Bu noktada hala liderlik pozisyonunu koruyan Erdoğan’ın kendisini yeniden ele alarak düşünmesi elzemdir. Propagandada sürekli yaptıklarını tekrar ederek bıktırırcasına dile getirmesinin bir karşılığı olmamıştır. Bir havanın oluşması ile seçime etkisi arasında da belirgin bir fark olduğu açıkça ortaya çıkmıştır.
Türkiye’de yaşayan insanların büyük propagandalar altında piştiklerini belirtmeliyim. Birden fazla ideolojinin üstüne boca edildiği dönemlerde yaşayan insanların büyük bir tecrübe elde ettiğini bu seçim bize göstermiştir.
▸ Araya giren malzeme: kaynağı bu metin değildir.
//! Sparse matrix store with per-row range acceleration.
//!
//! A [`SparseStore`] maps `(row, col)` onto the linear index
//! `row + col * rows` of an [`ElementStore`] and keeps, for every row, the
//! smallest and one-past-largest column ever written. That range is an outer
//! bound: it widens on every write and is only reset by [`SparseStore::clear`],
//! so row-scoped scans can skip columns that were never touched without the
//! cost of re-tightening the bound when a cell goes back to zero.
//!
//! Columns have no cache. Column ranges are answered by a range query on the
//! element store over the column's contiguous index block.
//!
//! # Example
//!
//! ```
//! use sparsefact_core::prelude::*;
//!
//! let mut a = SparseStore::<f64>::new(3, 4);
//! a.set(1, 2, 5.0);
//! a.add(1, 0, 1.0);
//!
//! assert_eq!(a.first_in_row(1), 0);
//! assert_eq!(a.limit_of_row(1), 3);
//! assert_eq!(a.get(1, 2), 5.0);
//! assert_eq!(a.nnz(), 2);
//! ```

use crate::{
    compute::multiply::MultiplyStrategy,
    core::{
        error::{Result, StoreError},
        types::{BigDecimal, Complex64, DMatrix, Element},
    },
    store::{
        access::{Entries, MatrixSource, MatrixTarget, Shape},
        element_store::{ElementStore, SparseArray},
    },
};
use log::trace;
use std::marker::PhantomData;
use std::ops::Range;

/// Sparse store over real elements.
pub type RealSparseStore = SparseStore<f64>;

/// Sparse store over complex elements.
pub type ComplexSparseStore = SparseStore<Complex64>;

/// Sparse store over arbitrary-precision decimal elements.
pub type DecimalSparseStore = SparseStore<BigDecimal>;

/// Sparse two-dimensional matrix over an element store.
#[derive(Debug, Clone)]
pub struct SparseStore<T: Element, S = SparseArray<T>> {
    /// Number of rows
    rows: usize,
    /// Number of columns
    cols: usize,
    /// Stored elements, keyed by `row + col * rows`
    elements: S,
    /// Smallest column written per row (`cols` when the row is empty)
    row_first: Vec<usize>,
    /// One past the largest column written per row (`0` when the row is empty)
    row_limit: Vec<usize>,
    /// Multiplication strategy for the element kind
    multiplier: Option<MultiplyStrategy>,
    _element: PhantomData<T>,
}

impl<T: Element> SparseStore<T> {
    /// Creates an empty `rows × cols` store.
    ///
    /// The element store is pre-sized for `rows + cols` nonzeros.
    pub fn new(rows: usize, cols: usize) -> Self {
        let count = linear_count(rows, cols);
        Self::with_elements(rows, cols, SparseArray::with_capacity(count, rows + cols))
    }

    /// Builds a store from `(row, col, value)` triplets.
    ///
    /// Duplicate coordinates are summed.
    ///
    /// # Errors
    ///
    /// Returns `IndexOutOfBounds` for the first triplet outside the shape.
    pub fn from_triplets<I>(rows: usize, cols: usize, triplets: I) -> Result<Self>
    where
        I: IntoIterator<Item = (usize, usize, T)>,
    {
        let mut store = Self::new(rows, cols);
        for (row, col, value) in triplets {
            store.try_add(row, col, value)?;
        }
        Ok(store)
    }
}

impl<T: Element, S: ElementStore<T>> SparseStore<T, S> {
    /// Creates a store over an existing element store.
    ///
    /// The row ranges are rebuilt from whatever `elements` already holds.
    pub fn with_elements(rows: usize, cols: usize, elements: S) -> Self {
        let multiplier = MultiplyStrategy::for_kind(T::KIND);
        trace!(
            "sparse store {}x{} of {} elements, multiply strategy {:?}",
            rows,
            cols,
            T::KIND,
            multiplier
        );

        let mut store = Self {
            rows,
            cols,
            elements,
            row_first: vec![cols; rows],
            row_limit: vec![0; rows],
            multiplier,
            _element: PhantomData,
        };
        store.rebuild_ranges();
        store
    }

    /// Number of rows.
    #[inline]
    pub fn rows(&self) -> usize {
        self.rows
    }

    /// Number of columns.
    #[inline]
    pub fn cols(&self) -> usize {
        self.cols
    }

    /// Number of stored entries.
    #[inline]
    pub fn nnz(&self) -> usize {
        self.elements.len()
    }

    /// The underlying element store.
    #[inline]
    pub fn elements(&self) -> &S {
        &self.elements
    }

    /// Multiplication strategy selected for the element kind.
    #[inline]
    pub fn multiplier(&self) -> Option<MultiplyStrategy> {
        self.multiplier
    }

    /// Value at `(row, col)`, zero when nothing is stored.
    ///
    /// # Panics
    ///
    /// Panics if the index is outside the store's shape.
    #[inline]
    pub fn get(&self, row: usize, col: usize) -> T {
        let index = self.index("get", row, col);
        self.elements.get(index)
    }

    /// Overwrites the cell at `(row, col)`.
    ///
    /// The row range widens to include `col` even when `value` is zero.
    ///
    /// # Panics
    ///
    /// Panics if the index is outside the store's shape.
    #[inline]
    pub fn set(&mut self, row: usize, col: usize, value: T) {
        let index = self.index("set", row, col);
        self.elements.set(index, value);
        self.update_range(row, col);
    }

    /// Adds `delta` to the cell at `(row, col)`.
    ///
    /// A zero `delta` leaves both the elements and the row range untouched.
    ///
    /// # Panics
    ///
    /// Panics if the index is outside the store's shape.
    #[inline]
    pub fn add(&mut self, row: usize, col: usize, delta: T) {
        let index = self.index("add", row, col);
        if delta.is_zero() {
            return;
        }
        self.elements.add(index, delta);
        self.update_range(row, col);
    }

    /// Same as [`set`](Self::set).
    #[inline]
    pub fn fill_one(&mut self, row: usize, col: usize, value: T) {
        self.set(row, col, value);
    }

    /// Replaces the cell at `(row, col)` with `modifier` applied to it.
    pub fn modify_one<F>(&mut self, row: usize, col: usize, modifier: F)
    where
        F: FnOnce(&T) -> T,
    {
        let current = self.get(row, col);
        self.set(row, col, modifier(&current));
    }

    /// Applies `modifier` to every cell, zero cells included.
    ///
    /// Cells that are zero before and after are not written.
    pub fn modify_all<F>(&mut self, mut modifier: F)
    where
        F: FnMut(&T) -> T,
    {
        for col in 0..self.cols {
            for row in 0..self.rows {
                let current = self.get(row, col);
                let modified = modifier(&current);
                if !(current.is_zero() && modified.is_zero()) {
                    self.set(row, col, modified);
                }
            }
        }
    }

    /// Combines each cell with the matching cell of `left` as `function(left, self)`.
    ///
    /// Cells are paired by linear index in column-major order, over the
    /// smaller of the two element counts. Cells that are zero before and after
    /// are not written.
    pub fn modify_matching_left<L, F>(&mut self, left: &L, mut function: F)
    where
        L: MatrixSource<T> + ?Sized,
        F: FnMut(&T, &T) -> T,
    {
        self.modify_matching(left, |mine, other| function(other, mine));
    }

    /// Combines each cell with the matching cell of `right` as `function(self, right)`.
    ///
    /// Same pairing as [`modify_matching_left`](Self::modify_matching_left).
    pub fn modify_matching_right<R, F>(&mut self, right: &R, mut function: F)
    where
        R: MatrixSource<T> + ?Sized,
        F: FnMut(&T, &T) -> T,
    {
        self.modify_matching(right, |mine, other| function(mine, other));
    }

    /// Overwrites the store with `left × right`, using this store's strategy.
    ///
    /// # Errors
    ///
    /// Returns `UnsupportedKind` when the element kind has no multiplication
    /// strategy, and `DimensionMismatch` unless the store is
    /// `left.rows() × right.cols()` and `right.rows() == left.cols()`.
    pub fn fill_by_multiplying<L, R>(&mut self, left: &L, right: &R) -> Result<()>
    where
        L: MatrixSource<T> + ?Sized,
        R: MatrixSource<T> + ?Sized,
    {
        let strategy = self
            .multiplier
            .ok_or_else(|| StoreError::unsupported_kind("fill_by_multiplying", T::KIND))?;
        strategy.invoke(left, right, self)
    }

    /// Removes every entry and resets all row ranges to empty.
    pub fn clear(&mut self) {
        self.elements.reset();
        self.row_first.fill(self.cols);
        self.row_limit.fill(0);
    }

    /// Smallest column that may hold a nonzero in `row` (`cols` if none).
    #[inline]
    pub fn first_in_row(&self, row: usize) -> usize {
        self.row_first[self.row_index("first_in_row", row)]
    }

    /// One past the largest column that may hold a nonzero in `row` (`0` if none).
    #[inline]
    pub fn limit_of_row(&self, row: usize) -> usize {
        self.row_limit[self.row_index("limit_of_row", row)]
    }

    /// First row holding an entry in `col` (`rows` if the column is empty).
    pub fn first_in_column(&self, col: usize) -> usize {
        let (first, limit) = self.column_block("first_in_column", col);
        let found = self.elements.first_in_range(first, limit);
        if found == limit {
            self.rows
        } else {
            found % self.rows
        }
    }

    /// One past the last row holding an entry in `col` (`0` if the column is empty).
    pub fn limit_of_column(&self, col: usize) -> usize {
        let (first, limit) = self.column_block("limit_of_column", col);
        let found = self.elements.limit_of_range(first, limit);
        if found == first {
            0
        } else if found == limit {
            self.rows
        } else {
            found % self.rows
        }
    }

    /// Stored entries as `(row, col, value)`, in column-major order.
    ///
    /// Each call starts a fresh scan over the live contents. The iterator
    /// borrows the store, so it cannot be mutated while a scan is in flight.
    pub fn nonzeros(&self) -> impl Iterator<Item = (usize, usize, &T)> + '_ {
        let rows = self.rows;
        self.elements
            .nonzeros_in(0, linear_count(self.rows, self.cols))
            .map(move |(index, value)| (index % rows, index / rows, value))
    }

    /// Computes `self × right` into `target`, overwriting its contents.
    ///
    /// # Errors
    ///
    /// Returns `UnsupportedKind` when the element kind has no multiplication
    /// strategy, and `DimensionMismatch` for incompatible shapes.
    pub fn multiply<R, G>(&self, right: &R, target: &mut G) -> Result<()>
    where
        R: MatrixSource<T> + ?Sized,
        G: MatrixTarget<T> + ?Sized,
    {
        let strategy = self
            .multiplier
            .ok_or_else(|| StoreError::unsupported_kind("multiply", T::KIND))?;
        strategy.invoke(self, right, target)
    }

    /// Copies the store into a dense matrix.
    pub fn to_dense(&self) -> DMatrix<T> {
        let mut dense = DMatrix::from_element(self.rows, self.cols, T::zero());
        for (row, col, value) in self.nonzeros() {
            dense[(row, col)] = value.clone();
        }
        dense
    }

    /// Checked [`get`](Self::get).
    pub fn try_get(&self, row: usize, col: usize) -> Result<T> {
        self.check("get", row, col)?;
        Ok(self.get(row, col))
    }

    /// Checked [`set`](Self::set).
    pub fn try_set(&mut self, row: usize, col: usize, value: T) -> Result<()> {
        self.check("set", row, col)?;
        self.set(row, col, value);
        Ok(())
    }

    /// Checked [`add`](Self::add).
    pub fn try_add(&mut self, row: usize, col: usize, delta: T) -> Result<()> {
        self.check("add", row, col)?;
        self.add(row, col, delta);
        Ok(())
    }

    #[inline]
    fn check(&self, operation: &'static str, row: usize, col: usize) -> Result<()> {
        if row < self.rows && col < self.cols {
            Ok(())
        } else {
            Err(StoreError::index_out_of_bounds(
                operation,
                (row, col),
                (self.rows, self.cols),
            ))
        }
    }

    #[inline]
    fn index(&self, operation: &'static str, row: usize, col: usize) -> usize {
        if let Err(err) = self.check(operation, row, col) {
            panic!("{}", err);
        }
        row + col * self.rows
    }

    #[inline]
    fn row_index(&self, operation: &'static str, row: usize) -> usize {
        if row >= self.rows {
            panic!(
                "{}",
                StoreError::index_out_of_bounds(operation, (row, 0), (self.rows, self.cols))
            );
        }
        row
    }

    /// Pairs every cell with the same linear index of `other`.
    fn modify_matching<O, F>(&mut self, other: &O, mut combine: F)
    where
        O: MatrixSource<T> + ?Sized,
        F: FnMut(&T, &T) -> T,
    {
        let other_rows = other.rows();
        let limit = linear_count(self.rows, self.cols)
            .min(linear_count(other_rows, other.cols()));
        for index in 0..limit {
            let (row, col) = (index % self.rows, index / self.rows);
            let current = self.get(row, col);
            let paired = other.value(index % other_rows, index / other_rows);
            let combined = combine(&current, &paired);
            if !(current.is_zero() && combined.is_zero()) {
                self.set(row, col, combined);
            }
        }
    }

    fn column_block(&self, operation: &'static str, col: usize) -> (usize, usize) {
        if col >= self.cols {
            panic!(
                "{}",
                StoreError::index_out_of_bounds(operation, (0, col), (self.rows, self.cols))
            );
        }
        let first = col * self.rows;
        (first, first + self.rows)
    }

    #[inline]
    fn update_range(&mut self, row: usize, col: usize) {
        self.row_first[row] = self.row_first[row].min(col);
        self.row_limit[row] = self.row_limit[row].max(col + 1);
    }

    fn rebuild_ranges(&mut self) {
        if self.elements.is_empty() {
            return;
        }
        let rows = self.rows;
        let occupied: Vec<(usize, usize)> = self
            .elements
            .nonzeros_in(0, linear_count(self.rows, self.cols))
            .map(|(index, _)| (index % rows, index / rows))
            .collect();
        for (row, col) in occupied {
            self.update_range(row, col);
        }
    }
}

impl<T: Element, S: ElementStore<T>> Shape for SparseStore<T, S> {
    #[inline]
    fn rows(&self) -> usize {
        self.rows
    }

    #[inline]
    fn cols(&self) -> usize {
        self.cols
    }
}

impl<T: Element, S: ElementStore<T>> MatrixSource<T> for SparseStore<T, S> {
    #[inline]
    fn value(&self, row: usize, col: usize) -> T {
        self.get(row, col)
    }

    #[inline]
    fn row_range(&self, row: usize) -> Range<usize> {
        self.first_in_row(row)..self.limit_of_row(row)
    }

    fn nonzero_entries(&self) -> Entries<'_, T> {
        Box::new(
            self.nonzeros()
                .map(|(row, col, value)| (row, col, value.clone())),
        )
    }
}

impl<T: Element, S: ElementStore<T>> MatrixTarget<T> for SparseStore<T, S> {
    #[inline]
    fn reset(&mut self) {
        self.clear();
    }

    #[inline]
    fn accumulate(&mut self, row: usize, col: usize, delta: T) {
        self.add(row, col, delta);
    }
}

fn linear_count(rows: usize, cols: usize) -> usize {
    match rows.checked_mul(cols) {
        Some(count) => count,
        None => panic!("sparse store shape {}x{} overflows the index space", rows, cols),
    }
}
Bu bize Türkiye ve geleceği açısından büyük bir sağduyuya işaret ettiğini ve olumlu bir tercihe yöneleceğini gösterir. Meselenin halkın, çıkar ve yarar yerine ülkenin bütünlüğünü ve yararını ön planda tuttuğunu söylemek yanlış olmasa gerek!
Tercih etmede insanların kendi tercihlerini etkileme dışında tutmayı başaran önemli bir kesimin varlığı geleceğin teminatıdır. Bu bize aynı zamanda ülkemizde oynanabilecek oyunların, içerden veya dışarıdan yapılacak müdahalelere pirim verilmeyeceğini de işaret eder.
Bu bir seçimde ve bitti. İkinci tur için muhtemelen yeni bir propaganda dönemi başlayacaktır. Sağduyu ile bu seçimi de geride bırakarak daha temel meseleleri öne alacak bir dönemin başlamasına yönelik iradenin açığa çıkmasını bekleyerek büyük resmi ve büyük geleceği düşünceye konu edinerek anlamın yeniden hayatımızın temeline kurulmasına zemin oluşturacak bir iradeye olan ihtiyaç ise her zaman gerekliliğini izhar etmektedir.